[Opening Data listing section]

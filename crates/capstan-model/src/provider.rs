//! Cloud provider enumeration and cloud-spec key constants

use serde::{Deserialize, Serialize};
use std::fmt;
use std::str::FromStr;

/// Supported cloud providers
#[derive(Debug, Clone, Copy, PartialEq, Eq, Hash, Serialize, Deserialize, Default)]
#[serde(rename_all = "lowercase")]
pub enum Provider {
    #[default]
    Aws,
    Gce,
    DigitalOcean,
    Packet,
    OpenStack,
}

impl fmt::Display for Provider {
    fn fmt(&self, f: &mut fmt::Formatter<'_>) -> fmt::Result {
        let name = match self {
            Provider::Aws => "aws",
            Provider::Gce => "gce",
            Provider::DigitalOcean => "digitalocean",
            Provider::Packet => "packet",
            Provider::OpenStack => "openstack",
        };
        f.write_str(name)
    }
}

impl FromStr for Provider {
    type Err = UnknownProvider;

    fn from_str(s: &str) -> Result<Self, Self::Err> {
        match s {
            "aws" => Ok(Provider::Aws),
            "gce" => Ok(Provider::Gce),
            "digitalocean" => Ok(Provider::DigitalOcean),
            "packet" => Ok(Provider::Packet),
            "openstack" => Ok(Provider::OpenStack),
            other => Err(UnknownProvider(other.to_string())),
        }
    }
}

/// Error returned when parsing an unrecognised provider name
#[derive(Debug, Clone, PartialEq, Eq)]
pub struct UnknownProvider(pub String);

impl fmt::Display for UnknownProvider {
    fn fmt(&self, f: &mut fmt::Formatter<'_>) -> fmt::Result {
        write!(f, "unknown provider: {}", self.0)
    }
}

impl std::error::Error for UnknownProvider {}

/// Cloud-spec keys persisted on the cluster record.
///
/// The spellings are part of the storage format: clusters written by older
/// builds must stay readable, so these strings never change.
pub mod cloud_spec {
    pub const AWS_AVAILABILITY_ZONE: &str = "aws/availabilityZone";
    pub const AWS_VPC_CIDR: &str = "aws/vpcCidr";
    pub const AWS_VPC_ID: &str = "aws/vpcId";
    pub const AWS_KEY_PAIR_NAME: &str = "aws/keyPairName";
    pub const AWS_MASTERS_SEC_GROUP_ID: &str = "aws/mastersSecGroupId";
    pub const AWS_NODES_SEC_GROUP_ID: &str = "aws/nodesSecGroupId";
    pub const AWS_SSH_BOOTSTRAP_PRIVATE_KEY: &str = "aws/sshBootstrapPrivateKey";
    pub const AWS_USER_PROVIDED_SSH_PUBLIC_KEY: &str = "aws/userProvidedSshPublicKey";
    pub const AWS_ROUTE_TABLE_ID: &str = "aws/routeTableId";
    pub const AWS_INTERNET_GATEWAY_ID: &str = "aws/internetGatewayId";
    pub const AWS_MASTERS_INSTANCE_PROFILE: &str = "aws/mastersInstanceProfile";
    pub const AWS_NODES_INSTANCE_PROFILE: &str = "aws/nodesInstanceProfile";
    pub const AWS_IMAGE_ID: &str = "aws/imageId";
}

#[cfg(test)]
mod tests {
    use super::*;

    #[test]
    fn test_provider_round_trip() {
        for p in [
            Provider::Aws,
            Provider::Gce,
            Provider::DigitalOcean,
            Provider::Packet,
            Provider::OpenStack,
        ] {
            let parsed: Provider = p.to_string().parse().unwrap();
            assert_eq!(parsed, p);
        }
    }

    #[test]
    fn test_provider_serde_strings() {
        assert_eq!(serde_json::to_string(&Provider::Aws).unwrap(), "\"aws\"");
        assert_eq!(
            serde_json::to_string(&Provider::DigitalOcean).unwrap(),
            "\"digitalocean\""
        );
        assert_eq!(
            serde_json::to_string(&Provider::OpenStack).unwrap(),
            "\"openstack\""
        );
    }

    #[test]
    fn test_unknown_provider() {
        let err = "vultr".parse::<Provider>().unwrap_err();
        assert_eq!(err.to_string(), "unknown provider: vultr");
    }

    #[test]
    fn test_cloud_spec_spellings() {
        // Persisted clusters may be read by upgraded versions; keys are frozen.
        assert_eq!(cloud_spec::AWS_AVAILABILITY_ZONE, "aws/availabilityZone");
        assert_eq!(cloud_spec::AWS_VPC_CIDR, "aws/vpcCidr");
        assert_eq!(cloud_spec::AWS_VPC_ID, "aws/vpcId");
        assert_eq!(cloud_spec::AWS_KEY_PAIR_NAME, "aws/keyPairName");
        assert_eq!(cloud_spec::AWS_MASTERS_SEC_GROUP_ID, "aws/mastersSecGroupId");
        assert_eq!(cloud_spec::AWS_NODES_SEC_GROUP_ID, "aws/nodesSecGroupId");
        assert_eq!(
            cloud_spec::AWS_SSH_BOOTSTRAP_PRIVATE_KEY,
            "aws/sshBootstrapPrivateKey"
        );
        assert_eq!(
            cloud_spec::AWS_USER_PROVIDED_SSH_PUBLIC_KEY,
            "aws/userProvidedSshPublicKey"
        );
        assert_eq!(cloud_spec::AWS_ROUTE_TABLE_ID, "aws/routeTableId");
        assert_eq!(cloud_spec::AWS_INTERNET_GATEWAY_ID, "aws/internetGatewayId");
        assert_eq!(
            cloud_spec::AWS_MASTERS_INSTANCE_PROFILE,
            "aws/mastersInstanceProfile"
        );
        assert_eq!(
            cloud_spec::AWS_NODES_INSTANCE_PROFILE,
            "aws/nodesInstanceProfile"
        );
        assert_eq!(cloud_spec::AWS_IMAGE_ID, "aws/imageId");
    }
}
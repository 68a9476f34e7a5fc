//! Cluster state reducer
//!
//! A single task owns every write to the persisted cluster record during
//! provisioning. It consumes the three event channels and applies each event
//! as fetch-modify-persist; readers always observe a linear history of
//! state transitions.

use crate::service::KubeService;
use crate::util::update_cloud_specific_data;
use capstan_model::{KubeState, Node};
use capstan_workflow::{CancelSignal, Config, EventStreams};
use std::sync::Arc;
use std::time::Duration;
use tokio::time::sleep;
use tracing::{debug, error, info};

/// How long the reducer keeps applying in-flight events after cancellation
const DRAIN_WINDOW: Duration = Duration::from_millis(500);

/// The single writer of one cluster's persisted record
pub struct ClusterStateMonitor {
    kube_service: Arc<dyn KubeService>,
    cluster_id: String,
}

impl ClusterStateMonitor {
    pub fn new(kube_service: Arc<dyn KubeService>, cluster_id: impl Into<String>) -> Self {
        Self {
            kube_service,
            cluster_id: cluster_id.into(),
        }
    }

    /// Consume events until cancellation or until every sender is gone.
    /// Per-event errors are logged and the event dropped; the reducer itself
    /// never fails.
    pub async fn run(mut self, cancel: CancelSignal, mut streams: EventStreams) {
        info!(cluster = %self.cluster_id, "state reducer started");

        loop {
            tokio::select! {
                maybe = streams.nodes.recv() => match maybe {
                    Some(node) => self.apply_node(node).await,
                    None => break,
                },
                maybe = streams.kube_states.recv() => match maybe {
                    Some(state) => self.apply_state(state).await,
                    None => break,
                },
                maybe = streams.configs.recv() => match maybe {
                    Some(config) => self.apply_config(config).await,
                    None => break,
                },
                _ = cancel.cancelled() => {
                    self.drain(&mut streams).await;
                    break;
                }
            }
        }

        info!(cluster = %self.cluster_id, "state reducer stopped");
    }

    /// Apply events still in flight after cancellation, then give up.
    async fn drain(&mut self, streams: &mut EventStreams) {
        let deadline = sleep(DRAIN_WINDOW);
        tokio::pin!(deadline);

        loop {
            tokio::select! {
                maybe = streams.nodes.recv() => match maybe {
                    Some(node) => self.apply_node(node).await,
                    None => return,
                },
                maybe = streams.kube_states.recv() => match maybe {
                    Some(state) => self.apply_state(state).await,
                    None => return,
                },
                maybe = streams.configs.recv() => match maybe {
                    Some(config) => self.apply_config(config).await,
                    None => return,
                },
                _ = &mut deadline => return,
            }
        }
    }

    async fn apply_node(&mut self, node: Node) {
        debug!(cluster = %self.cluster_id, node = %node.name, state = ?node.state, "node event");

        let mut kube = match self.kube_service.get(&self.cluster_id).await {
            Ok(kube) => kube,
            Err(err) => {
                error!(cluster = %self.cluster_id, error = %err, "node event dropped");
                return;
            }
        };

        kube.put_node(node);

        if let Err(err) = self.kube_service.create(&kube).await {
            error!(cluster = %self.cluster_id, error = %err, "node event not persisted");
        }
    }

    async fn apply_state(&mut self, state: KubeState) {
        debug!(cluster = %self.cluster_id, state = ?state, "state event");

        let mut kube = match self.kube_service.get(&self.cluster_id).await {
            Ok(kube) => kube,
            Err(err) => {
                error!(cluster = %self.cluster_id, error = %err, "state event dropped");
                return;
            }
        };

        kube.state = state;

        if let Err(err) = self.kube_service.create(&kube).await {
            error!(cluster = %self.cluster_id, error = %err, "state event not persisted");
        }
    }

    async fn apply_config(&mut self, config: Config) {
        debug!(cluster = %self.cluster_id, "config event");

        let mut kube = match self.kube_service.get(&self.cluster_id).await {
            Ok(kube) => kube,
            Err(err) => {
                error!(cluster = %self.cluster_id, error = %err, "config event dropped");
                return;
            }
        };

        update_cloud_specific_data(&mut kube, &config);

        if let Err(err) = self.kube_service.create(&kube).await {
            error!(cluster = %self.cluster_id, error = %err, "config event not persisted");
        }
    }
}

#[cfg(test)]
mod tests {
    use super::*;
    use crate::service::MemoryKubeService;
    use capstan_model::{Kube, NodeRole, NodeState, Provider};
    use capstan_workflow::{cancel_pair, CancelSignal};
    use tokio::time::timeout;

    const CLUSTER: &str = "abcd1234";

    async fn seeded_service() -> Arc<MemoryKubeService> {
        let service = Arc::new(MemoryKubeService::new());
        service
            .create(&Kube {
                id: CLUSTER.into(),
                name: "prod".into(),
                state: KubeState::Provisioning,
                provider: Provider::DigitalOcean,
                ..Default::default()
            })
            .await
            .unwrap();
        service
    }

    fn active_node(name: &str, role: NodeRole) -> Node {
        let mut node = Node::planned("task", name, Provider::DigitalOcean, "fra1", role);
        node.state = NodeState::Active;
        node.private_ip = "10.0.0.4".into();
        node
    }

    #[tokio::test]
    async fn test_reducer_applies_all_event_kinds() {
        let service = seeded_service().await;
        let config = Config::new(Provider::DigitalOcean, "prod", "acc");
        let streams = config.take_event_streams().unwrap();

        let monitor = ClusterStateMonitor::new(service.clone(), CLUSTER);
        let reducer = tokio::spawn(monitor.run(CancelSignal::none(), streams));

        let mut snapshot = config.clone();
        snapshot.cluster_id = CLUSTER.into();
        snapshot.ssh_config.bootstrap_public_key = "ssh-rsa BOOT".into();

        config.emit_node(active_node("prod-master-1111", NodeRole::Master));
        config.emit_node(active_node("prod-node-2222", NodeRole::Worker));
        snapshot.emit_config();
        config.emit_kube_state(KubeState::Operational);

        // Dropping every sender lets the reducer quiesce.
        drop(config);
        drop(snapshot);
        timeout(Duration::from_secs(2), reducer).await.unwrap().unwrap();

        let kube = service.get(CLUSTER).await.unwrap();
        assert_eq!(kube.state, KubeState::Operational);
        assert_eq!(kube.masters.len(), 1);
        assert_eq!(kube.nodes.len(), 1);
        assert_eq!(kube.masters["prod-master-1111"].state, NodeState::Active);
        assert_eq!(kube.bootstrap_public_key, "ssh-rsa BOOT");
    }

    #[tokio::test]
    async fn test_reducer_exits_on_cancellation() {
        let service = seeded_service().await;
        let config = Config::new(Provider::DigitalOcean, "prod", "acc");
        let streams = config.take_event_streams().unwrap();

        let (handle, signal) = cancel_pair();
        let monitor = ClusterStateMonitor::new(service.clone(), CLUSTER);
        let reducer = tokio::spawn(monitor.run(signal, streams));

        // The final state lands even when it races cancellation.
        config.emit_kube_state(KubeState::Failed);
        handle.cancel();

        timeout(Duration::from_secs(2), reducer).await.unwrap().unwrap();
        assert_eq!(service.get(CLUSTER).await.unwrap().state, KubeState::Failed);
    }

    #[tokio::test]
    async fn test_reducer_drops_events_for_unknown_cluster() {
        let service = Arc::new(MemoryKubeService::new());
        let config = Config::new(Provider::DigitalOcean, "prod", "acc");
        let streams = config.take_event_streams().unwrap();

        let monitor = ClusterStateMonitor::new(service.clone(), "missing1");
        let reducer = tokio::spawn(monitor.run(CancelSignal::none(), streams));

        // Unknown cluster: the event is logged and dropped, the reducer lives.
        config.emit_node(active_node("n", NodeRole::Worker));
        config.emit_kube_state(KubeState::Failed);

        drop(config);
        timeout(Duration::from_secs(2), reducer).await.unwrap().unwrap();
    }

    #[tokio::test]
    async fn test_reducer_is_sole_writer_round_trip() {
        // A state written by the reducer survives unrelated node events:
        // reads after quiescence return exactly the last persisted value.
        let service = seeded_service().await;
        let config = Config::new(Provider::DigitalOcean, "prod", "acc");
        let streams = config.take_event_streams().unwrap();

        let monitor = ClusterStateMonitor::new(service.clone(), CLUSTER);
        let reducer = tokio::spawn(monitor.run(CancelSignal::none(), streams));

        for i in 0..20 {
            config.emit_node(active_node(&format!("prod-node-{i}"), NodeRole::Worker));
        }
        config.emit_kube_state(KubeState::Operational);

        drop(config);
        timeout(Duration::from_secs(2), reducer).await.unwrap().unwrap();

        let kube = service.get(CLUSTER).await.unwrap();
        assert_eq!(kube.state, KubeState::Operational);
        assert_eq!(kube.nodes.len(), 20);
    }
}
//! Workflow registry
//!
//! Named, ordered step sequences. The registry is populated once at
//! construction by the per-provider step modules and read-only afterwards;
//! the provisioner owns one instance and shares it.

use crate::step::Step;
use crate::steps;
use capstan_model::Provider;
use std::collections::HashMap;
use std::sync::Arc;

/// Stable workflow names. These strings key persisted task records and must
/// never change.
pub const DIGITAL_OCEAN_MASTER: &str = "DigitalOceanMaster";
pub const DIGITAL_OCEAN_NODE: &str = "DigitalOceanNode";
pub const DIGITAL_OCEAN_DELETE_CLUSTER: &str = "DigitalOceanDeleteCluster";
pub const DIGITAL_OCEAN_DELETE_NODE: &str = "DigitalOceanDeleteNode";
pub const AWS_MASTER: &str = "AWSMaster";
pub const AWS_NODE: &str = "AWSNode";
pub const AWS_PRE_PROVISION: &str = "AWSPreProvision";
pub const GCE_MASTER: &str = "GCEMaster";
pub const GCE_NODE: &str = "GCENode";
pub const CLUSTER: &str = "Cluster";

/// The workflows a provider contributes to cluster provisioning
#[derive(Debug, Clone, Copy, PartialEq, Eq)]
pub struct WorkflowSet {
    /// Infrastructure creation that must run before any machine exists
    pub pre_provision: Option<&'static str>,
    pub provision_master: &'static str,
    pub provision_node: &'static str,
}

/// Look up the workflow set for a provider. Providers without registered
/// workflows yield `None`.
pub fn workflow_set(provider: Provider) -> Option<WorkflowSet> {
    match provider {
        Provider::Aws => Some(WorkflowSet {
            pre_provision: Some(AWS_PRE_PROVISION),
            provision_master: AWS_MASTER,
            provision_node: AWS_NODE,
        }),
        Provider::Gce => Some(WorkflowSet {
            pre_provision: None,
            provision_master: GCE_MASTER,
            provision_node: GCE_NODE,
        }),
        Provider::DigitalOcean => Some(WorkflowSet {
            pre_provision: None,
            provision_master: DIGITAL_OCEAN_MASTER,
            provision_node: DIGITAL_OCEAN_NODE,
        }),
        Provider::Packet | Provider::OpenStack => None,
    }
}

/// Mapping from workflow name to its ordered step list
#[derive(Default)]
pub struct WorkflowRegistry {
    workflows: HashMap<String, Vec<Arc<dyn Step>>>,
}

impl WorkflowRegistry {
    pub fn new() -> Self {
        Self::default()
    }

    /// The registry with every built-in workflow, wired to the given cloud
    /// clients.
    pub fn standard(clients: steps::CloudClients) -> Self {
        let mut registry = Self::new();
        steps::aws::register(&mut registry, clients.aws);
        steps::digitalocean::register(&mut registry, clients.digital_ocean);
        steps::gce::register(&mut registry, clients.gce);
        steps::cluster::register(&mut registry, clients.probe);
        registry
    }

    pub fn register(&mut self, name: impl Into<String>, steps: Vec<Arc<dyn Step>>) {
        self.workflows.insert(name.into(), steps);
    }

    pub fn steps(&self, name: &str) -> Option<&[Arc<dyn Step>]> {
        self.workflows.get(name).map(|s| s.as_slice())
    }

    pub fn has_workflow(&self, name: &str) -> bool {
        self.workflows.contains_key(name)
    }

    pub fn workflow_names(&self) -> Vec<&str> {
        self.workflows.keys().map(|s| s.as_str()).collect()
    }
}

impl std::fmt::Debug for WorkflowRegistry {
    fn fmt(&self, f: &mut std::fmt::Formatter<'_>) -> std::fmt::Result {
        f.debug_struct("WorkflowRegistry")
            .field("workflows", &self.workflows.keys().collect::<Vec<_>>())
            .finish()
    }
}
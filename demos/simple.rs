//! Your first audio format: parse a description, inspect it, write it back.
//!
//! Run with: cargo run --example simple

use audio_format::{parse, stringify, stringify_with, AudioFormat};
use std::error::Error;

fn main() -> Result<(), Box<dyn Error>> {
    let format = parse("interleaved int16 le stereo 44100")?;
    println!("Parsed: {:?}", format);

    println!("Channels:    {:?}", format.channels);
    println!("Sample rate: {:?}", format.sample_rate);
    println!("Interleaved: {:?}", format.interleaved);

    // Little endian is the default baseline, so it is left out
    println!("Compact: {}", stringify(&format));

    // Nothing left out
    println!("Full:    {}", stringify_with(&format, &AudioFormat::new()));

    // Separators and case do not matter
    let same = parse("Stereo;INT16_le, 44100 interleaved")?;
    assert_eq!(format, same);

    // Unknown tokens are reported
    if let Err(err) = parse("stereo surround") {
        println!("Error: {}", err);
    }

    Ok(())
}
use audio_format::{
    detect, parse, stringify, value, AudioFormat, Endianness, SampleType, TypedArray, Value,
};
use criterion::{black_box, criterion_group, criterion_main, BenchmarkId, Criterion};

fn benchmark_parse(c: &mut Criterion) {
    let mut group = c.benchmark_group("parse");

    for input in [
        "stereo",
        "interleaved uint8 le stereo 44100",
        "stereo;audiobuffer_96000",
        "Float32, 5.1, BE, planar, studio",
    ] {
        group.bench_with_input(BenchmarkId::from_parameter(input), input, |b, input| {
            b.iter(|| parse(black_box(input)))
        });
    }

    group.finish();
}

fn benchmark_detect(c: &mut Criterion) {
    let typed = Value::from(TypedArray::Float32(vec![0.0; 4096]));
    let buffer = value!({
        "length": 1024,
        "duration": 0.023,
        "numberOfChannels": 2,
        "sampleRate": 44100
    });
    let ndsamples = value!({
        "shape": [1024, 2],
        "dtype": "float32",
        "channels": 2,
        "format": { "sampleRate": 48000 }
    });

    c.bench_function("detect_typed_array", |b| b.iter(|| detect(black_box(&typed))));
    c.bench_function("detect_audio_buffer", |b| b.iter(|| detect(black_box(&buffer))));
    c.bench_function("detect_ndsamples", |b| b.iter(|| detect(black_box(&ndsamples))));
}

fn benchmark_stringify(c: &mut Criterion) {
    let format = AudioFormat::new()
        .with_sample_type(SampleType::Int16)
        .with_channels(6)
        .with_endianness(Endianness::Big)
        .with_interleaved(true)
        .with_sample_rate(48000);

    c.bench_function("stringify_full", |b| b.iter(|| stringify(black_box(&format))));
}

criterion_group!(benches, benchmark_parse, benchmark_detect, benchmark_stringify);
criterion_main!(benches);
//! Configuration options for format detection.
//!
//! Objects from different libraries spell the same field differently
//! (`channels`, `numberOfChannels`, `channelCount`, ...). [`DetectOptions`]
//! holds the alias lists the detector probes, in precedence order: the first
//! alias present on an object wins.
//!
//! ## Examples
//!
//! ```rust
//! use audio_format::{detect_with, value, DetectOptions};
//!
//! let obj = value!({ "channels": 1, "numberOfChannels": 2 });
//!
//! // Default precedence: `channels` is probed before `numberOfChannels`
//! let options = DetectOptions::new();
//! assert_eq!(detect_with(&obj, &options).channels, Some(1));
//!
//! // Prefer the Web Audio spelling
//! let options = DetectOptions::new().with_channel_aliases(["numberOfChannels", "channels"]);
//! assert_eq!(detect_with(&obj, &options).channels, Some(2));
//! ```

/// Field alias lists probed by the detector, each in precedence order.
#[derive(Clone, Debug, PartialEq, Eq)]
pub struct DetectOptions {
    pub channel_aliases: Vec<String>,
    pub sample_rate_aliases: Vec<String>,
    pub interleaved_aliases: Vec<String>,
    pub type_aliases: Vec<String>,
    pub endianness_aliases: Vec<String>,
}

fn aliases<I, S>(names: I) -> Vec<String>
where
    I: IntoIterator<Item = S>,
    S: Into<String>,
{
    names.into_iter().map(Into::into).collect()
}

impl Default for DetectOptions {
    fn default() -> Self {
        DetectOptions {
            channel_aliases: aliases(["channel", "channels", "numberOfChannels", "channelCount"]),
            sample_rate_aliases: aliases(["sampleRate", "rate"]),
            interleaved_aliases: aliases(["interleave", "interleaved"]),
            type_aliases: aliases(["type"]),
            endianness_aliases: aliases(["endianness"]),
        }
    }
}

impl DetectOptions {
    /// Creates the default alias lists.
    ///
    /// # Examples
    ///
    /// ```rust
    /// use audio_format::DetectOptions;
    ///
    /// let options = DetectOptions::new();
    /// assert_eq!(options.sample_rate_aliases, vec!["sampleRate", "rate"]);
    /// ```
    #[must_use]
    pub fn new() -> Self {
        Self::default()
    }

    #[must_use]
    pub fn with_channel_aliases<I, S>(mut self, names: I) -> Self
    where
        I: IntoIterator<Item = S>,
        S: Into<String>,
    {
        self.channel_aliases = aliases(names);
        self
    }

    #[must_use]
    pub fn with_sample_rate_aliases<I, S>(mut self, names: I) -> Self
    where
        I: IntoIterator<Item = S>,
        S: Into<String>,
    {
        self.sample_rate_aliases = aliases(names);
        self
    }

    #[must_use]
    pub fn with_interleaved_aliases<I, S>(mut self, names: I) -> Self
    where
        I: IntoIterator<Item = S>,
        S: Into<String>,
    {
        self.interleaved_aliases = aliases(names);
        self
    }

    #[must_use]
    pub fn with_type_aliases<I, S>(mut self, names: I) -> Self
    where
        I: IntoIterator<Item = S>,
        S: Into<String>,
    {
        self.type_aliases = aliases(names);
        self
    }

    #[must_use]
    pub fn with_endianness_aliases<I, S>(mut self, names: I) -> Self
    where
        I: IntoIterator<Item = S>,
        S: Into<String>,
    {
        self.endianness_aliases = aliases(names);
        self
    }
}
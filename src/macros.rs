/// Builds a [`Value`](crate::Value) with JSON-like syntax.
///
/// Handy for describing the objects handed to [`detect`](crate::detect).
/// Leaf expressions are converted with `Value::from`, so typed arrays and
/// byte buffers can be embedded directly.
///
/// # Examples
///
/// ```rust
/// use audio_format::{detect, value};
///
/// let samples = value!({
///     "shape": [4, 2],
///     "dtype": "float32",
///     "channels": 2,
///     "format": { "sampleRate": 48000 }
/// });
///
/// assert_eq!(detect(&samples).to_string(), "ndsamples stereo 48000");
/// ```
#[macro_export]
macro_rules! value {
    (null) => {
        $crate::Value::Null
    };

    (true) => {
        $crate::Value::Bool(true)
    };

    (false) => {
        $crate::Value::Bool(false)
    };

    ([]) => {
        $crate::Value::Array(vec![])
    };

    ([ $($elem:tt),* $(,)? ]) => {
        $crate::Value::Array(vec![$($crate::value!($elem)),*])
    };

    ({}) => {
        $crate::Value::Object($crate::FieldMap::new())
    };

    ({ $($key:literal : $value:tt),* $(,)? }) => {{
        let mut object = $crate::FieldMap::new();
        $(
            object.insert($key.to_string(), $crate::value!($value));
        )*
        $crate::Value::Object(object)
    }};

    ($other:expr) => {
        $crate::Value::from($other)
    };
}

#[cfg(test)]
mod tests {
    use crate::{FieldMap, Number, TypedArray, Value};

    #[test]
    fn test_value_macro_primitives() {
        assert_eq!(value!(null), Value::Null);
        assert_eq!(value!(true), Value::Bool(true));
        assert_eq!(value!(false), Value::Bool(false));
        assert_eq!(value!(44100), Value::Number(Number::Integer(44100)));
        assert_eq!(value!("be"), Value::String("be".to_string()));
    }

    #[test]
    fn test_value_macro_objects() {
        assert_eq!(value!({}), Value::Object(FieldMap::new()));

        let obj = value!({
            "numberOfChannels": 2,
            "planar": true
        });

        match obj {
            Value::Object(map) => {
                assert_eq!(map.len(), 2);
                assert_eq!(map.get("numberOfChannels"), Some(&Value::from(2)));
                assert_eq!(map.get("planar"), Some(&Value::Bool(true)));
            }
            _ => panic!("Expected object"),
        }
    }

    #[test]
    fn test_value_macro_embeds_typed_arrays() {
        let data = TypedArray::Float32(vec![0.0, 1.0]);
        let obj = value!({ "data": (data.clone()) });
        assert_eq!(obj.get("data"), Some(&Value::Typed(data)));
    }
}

[Closing Data listing section]

» **What is needed**:
Return each line of the records above in which the word "numberOfChannels" occurs.

» **Answer for the task**:
        "numberOfChannels": 2,
//! (`channels`, `numberOfChannels`, `channelCount`, ...). [`DetectOptions`]
//! let obj = value!({ "channels": 1, "numberOfChannels": 2 });
//! // Default precedence: `channels` is probed before `numberOfChannels`
//! let options = DetectOptions::new().with_channel_aliases(["numberOfChannels", "channels"]);
            channel_aliases: aliases(["channel", "channels", "numberOfChannels", "channelCount"]),
            "numberOfChannels": 2,
                assert_eq!(map.get("numberOfChannels"), Some(&Value::from(2)));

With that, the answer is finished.